Dois tipos de sistemas de direção hidráulica convencionais:
Cilindro Hidráulico Conectado ao Link de Arraste:
Neste tipo, um cilindro hidráulico é acoplado ao braço de arrasto e ao chassi. Uma válvula de controle substitui a extremidade do tirante, conectada ao elo de arrasto, e o atuador da válvula está ligado ao braço pitman.
Cilindro Hidráulico Integrado à Caixa de Direção:
O segundo tipo incorpora um cilindro hidráulico integral ao mecanismo de direção, conectado à porca esférica recirculante no eixo de direção. Uma válvula de controle rotativa está ligada a uma barra de torção no eixo de direção.

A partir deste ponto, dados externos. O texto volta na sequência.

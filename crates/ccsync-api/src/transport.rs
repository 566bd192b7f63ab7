// Shared transport configuration for building the reqwest::Client.
//
// TLS and timeout settings live here so the client constructor stays
// focused on URL handling.

use std::path::PathBuf;
use std::time::Duration;

use crate::error::Error;

/// TLS verification mode (api-level mirror of core's TlsVerification).
#[derive(Debug, Clone)]
pub enum TlsMode {
    /// Use the system certificate store.
    System,
    /// Use a custom CA certificate from the given PEM file.
    CustomCa(PathBuf),
    /// Accept any certificate (for self-signed controllers).
    DangerAcceptInvalid,
}

/// Shared transport configuration for building HTTP clients.
#[derive(Debug, Clone)]
pub struct TransportConfig {
    pub tls: TlsMode,
    pub timeout: Duration,
}

impl Default for TransportConfig {
    fn default() -> Self {
        Self {
            tls: TlsMode::DangerAcceptInvalid,
            timeout: Duration::from_secs(30),
        }
    }
}

impl TransportConfig {
    /// Build a `reqwest::Client` from this config.
    pub fn build_client(&self) -> Result<reqwest::Client, Error> {
        let mut builder = reqwest::Client::builder()
            .timeout(self.timeout)
            .user_agent(concat!("ccsync/", env!("CARGO_PKG_VERSION")));

        match &self.tls {
            TlsMode::System => {}
            TlsMode::CustomCa(path) => {
                let cert_pem = std::fs::read(path)
                    .map_err(|e| Error::Tls(format!("failed to read CA cert: {e}")))?;
                let cert = reqwest::Certificate::from_pem(&cert_pem)
                    .map_err(|e| Error::Tls(format!("invalid CA cert: {e}")))?;
                builder = builder.add_root_certificate(cert);
            }
            TlsMode::DangerAcceptInvalid => {
                builder = builder.danger_accept_invalid_certs(true);
            }
        }

        builder
            .build()
            .map_err(|e| Error::Tls(format!("failed to build HTTP client: {e}")))
    }
}
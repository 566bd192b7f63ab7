// Async HTTP client for the Catalyst Center intent API.
//
// Base path: /dna/intent/api/v1/
// Auth: X-Auth-Token header, minted by `login` (see auth.rs)
//
// The client is stateless with respect to authentication: every call takes
// the token explicitly, so token caching and refresh stay with the caller.

use serde::Serialize;
use serde::de::DeserializeOwned;
use tracing::debug;
use url::Url;

use crate::auth::AuthToken;
use crate::error::Error;
use crate::transport::TransportConfig;

const TOKEN_HEADER: &str = "X-Auth-Token";

// ── Error response shapes ────────────────────────────────────────────

#[derive(serde::Deserialize)]
struct ErrorResponse {
    #[serde(default)]
    response: Option<ErrorDetail>,
    #[serde(default)]
    message: Option<String>,
    #[serde(default)]
    detail: Option<String>,
    #[serde(default, rename = "errorCode")]
    error_code: Option<String>,
}

#[derive(serde::Deserialize)]
struct ErrorDetail {
    #[serde(default)]
    message: Option<String>,
    #[serde(default)]
    detail: Option<String>,
    #[serde(default, rename = "errorCode")]
    error_code: Option<String>,
}

// ── Client ───────────────────────────────────────────────────────────

/// Async client for the Catalyst Center intent API.
///
/// Cheap to clone; clones share the underlying connection pool.
#[derive(Clone)]
pub struct CatalystClient {
    http: reqwest::Client,
    base_url: Url,
}

impl CatalystClient {
    // ── Constructors ─────────────────────────────────────────────────

    /// Build from a controller root URL (e.g. `https://10.0.0.5`).
    pub fn new(base_url: &str, transport: &TransportConfig) -> Result<Self, Error> {
        let http = transport.build_client()?;
        Self::from_reqwest(base_url, http)
    }

    /// Wrap an existing `reqwest::Client`.
    pub fn from_reqwest(base_url: &str, http: reqwest::Client) -> Result<Self, Error> {
        let mut url = Url::parse(base_url)?;
        let path = url.path().trim_end_matches('/').to_owned();
        url.set_path(&format!("{path}/"));
        Ok(Self {
            http,
            base_url: url,
        })
    }

    pub fn base_url(&self) -> &Url {
        &self.base_url
    }

    pub(crate) fn http(&self) -> &reqwest::Client {
        &self.http
    }

    // ── URL builder ──────────────────────────────────────────────────

    /// Join a path onto the controller root.
    ///
    /// Relative paths (`dna/intent/...`) and absolute ones
    /// (`/dna/platform/...`, as found in `executionStatusUrl`) both work.
    pub(crate) fn url(&self, path: &str) -> Result<Url, Error> {
        Ok(self.base_url.join(path)?)
    }

    // ── HTTP verbs ───────────────────────────────────────────────────

    pub(crate) async fn get<T: DeserializeOwned>(
        &self,
        token: &AuthToken,
        path: &str,
    ) -> Result<T, Error> {
        let url = self.url(path)?;
        debug!("GET {url}");

        let resp = self
            .http
            .get(url)
            .header(TOKEN_HEADER, token.expose())
            .send()
            .await?;
        self.handle_response(resp).await
    }

    pub(crate) async fn get_with_params<T: DeserializeOwned>(
        &self,
        token: &AuthToken,
        path: &str,
        params: &[(&str, &str)],
    ) -> Result<T, Error> {
        let url = self.url(path)?;
        debug!("GET {url} params={params:?}");

        let resp = self
            .http
            .get(url)
            .query(params)
            .header(TOKEN_HEADER, token.expose())
            .send()
            .await?;
        self.handle_response(resp).await
    }

    pub(crate) async fn post<T: DeserializeOwned, B: Serialize + Sync>(
        &self,
        token: &AuthToken,
        path: &str,
        body: &B,
    ) -> Result<T, Error> {
        let url = self.url(path)?;
        debug!("POST {url}");

        let resp = self
            .http
            .post(url)
            .header(TOKEN_HEADER, token.expose())
            .json(body)
            .send()
            .await?;
        self.handle_response(resp).await
    }

    pub(crate) async fn delete<T: DeserializeOwned>(
        &self,
        token: &AuthToken,
        path: &str,
    ) -> Result<T, Error> {
        let url = self.url(path)?;
        debug!("DELETE {url}");

        let resp = self
            .http
            .delete(url)
            .header(TOKEN_HEADER, token.expose())
            .send()
            .await?;
        self.handle_response(resp).await
    }

    // ── Response handling ────────────────────────────────────────────

    pub(crate) async fn handle_response<T: DeserializeOwned>(
        &self,
        resp: reqwest::Response,
    ) -> Result<T, Error> {
        let status = resp.status();
        if status.is_success() {
            let body = resp.text().await?;
            // Some DELETEs answer 2xx with an empty body.
            let text = if body.trim().is_empty() { "{}" } else { &body };
            serde_json::from_str(text).map_err(|e| Error::Deserialization {
                message: format!("{e} (body preview: {:?})", preview(&body)),
                body: body.clone(),
            })
        } else {
            Err(self.parse_error(status, resp).await)
        }
    }

    async fn parse_error(&self, status: reqwest::StatusCode, resp: reqwest::Response) -> Error {
        if status == reqwest::StatusCode::UNAUTHORIZED {
            return Error::SessionExpired;
        }

        let raw = resp.text().await.unwrap_or_default();

        if let Ok(err) = serde_json::from_str::<ErrorResponse>(&raw) {
            let (nested_msg, nested_detail, nested_code) = match err.response {
                Some(d) => (d.message, d.detail, d.error_code),
                None => (None, None, None),
            };
            let message = nested_detail
                .or(nested_msg)
                .or(err.detail)
                .or(err.message)
                .unwrap_or_else(|| {
                    if raw.is_empty() {
                        status.to_string()
                    } else {
                        raw.clone()
                    }
                });
            Error::Api {
                status: status.as_u16(),
                message,
                code: nested_code.or(err.error_code),
            }
        } else {
            Error::Api {
                status: status.as_u16(),
                message: if raw.is_empty() {
                    status.to_string()
                } else {
                    raw
                },
                code: None,
            }
        }
    }
}

/// First 200 bytes of a body, cut on a char boundary.
pub(crate) fn preview(body: &str) -> &str {
    let mut end = body.len().min(200);
    while !body.is_char_boundary(end) {
        end -= 1;
    }
    &body[..end]
}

Em ambos os tipos, a bomba fornece fluido para a válvula de controle, que, por sua vez, gerencia o fluxo pressurizado de e para o cilindro hidráulico com base na entrada do braço pitman ou do eixo de direção.
Evolução dos Sistemas de Controle:
A evolução dos sistemas de controle de direção hidráulica levou à introdução de sistemas eletrônicos de orifício variável (EVO) na década de 1980. Esses sistemas visavam reduzir a sensibilidade à alta velocidade e melhorar o controle. A válvula EVO, montada na saída da bomba da direção hidráulica, utiliza um controlador eletrônico para induzir mudanças no campo magnético em sua bobina solenóide.
Papel do controlador eletrônico e sensores de velocidade:
Operação do controlador:
O controlador eletrônico ajusta o esforço de direção com base nas informações fornecidas pela velocidade do veículo e pela posição do volante. Isso é conseguido enviando uma tensão modulada por largura de pulso (PWM) para a bobina solenóide.
Entrada de velocidade do veículo:
A entrada de velocidade do veículo normalmente é derivada do módulo de controle do motor, permitindo que o sistema ajuste o esforço de direção com base nas condições de direção.
Sensor de velocidade do volante (HWSS):
O HWSS mede a velocidade na qual o volante é girado, fornecendo um sinal de tensão analógico variável ao controlador. Este sinal, variando de alta a baixa tensão, facilita o controle preciso.
Modos e efeitos de falha:
Falha na bobina da válvula EVO:
Se a bobina da válvula EVO falhar, a bomba da direção hidráulica fornecerá pressão e volume total ao cilindro hidráulico, resultando em maior sensibilidade da direção em todas as condições de condução.
Falha na posição fechada da válvula EVO:
Uma falha na posição fechada da válvula EVO exigirá mais esforço para dirigir o veículo, pois haverá assistência mínima ou nenhuma assistência.
Falha do sensor:
A falha do sensor, especialmente no HWSS, pode levar a problemas intermitentes. O sinal de tensão variável produzido pelo sensor é crucial para que o controlador ajuste o esforço de direção com precisão.
Concluindo, a dinâmica da direção hidráulica evoluiu significativamente, necessitando de uma compreensão abrangente dos sistemas de controle eletrônico e das entradas dos sensores para um diagnóstico eficaz. À medida que os veículos continuam a avançar, manter-se a par destas nuances tecnológicas é crucial para os profissionais do setor automóvel garantirem a fiabilidade e o desempenho ideal dos sistemas de direção assistida em diversos cenários de condução.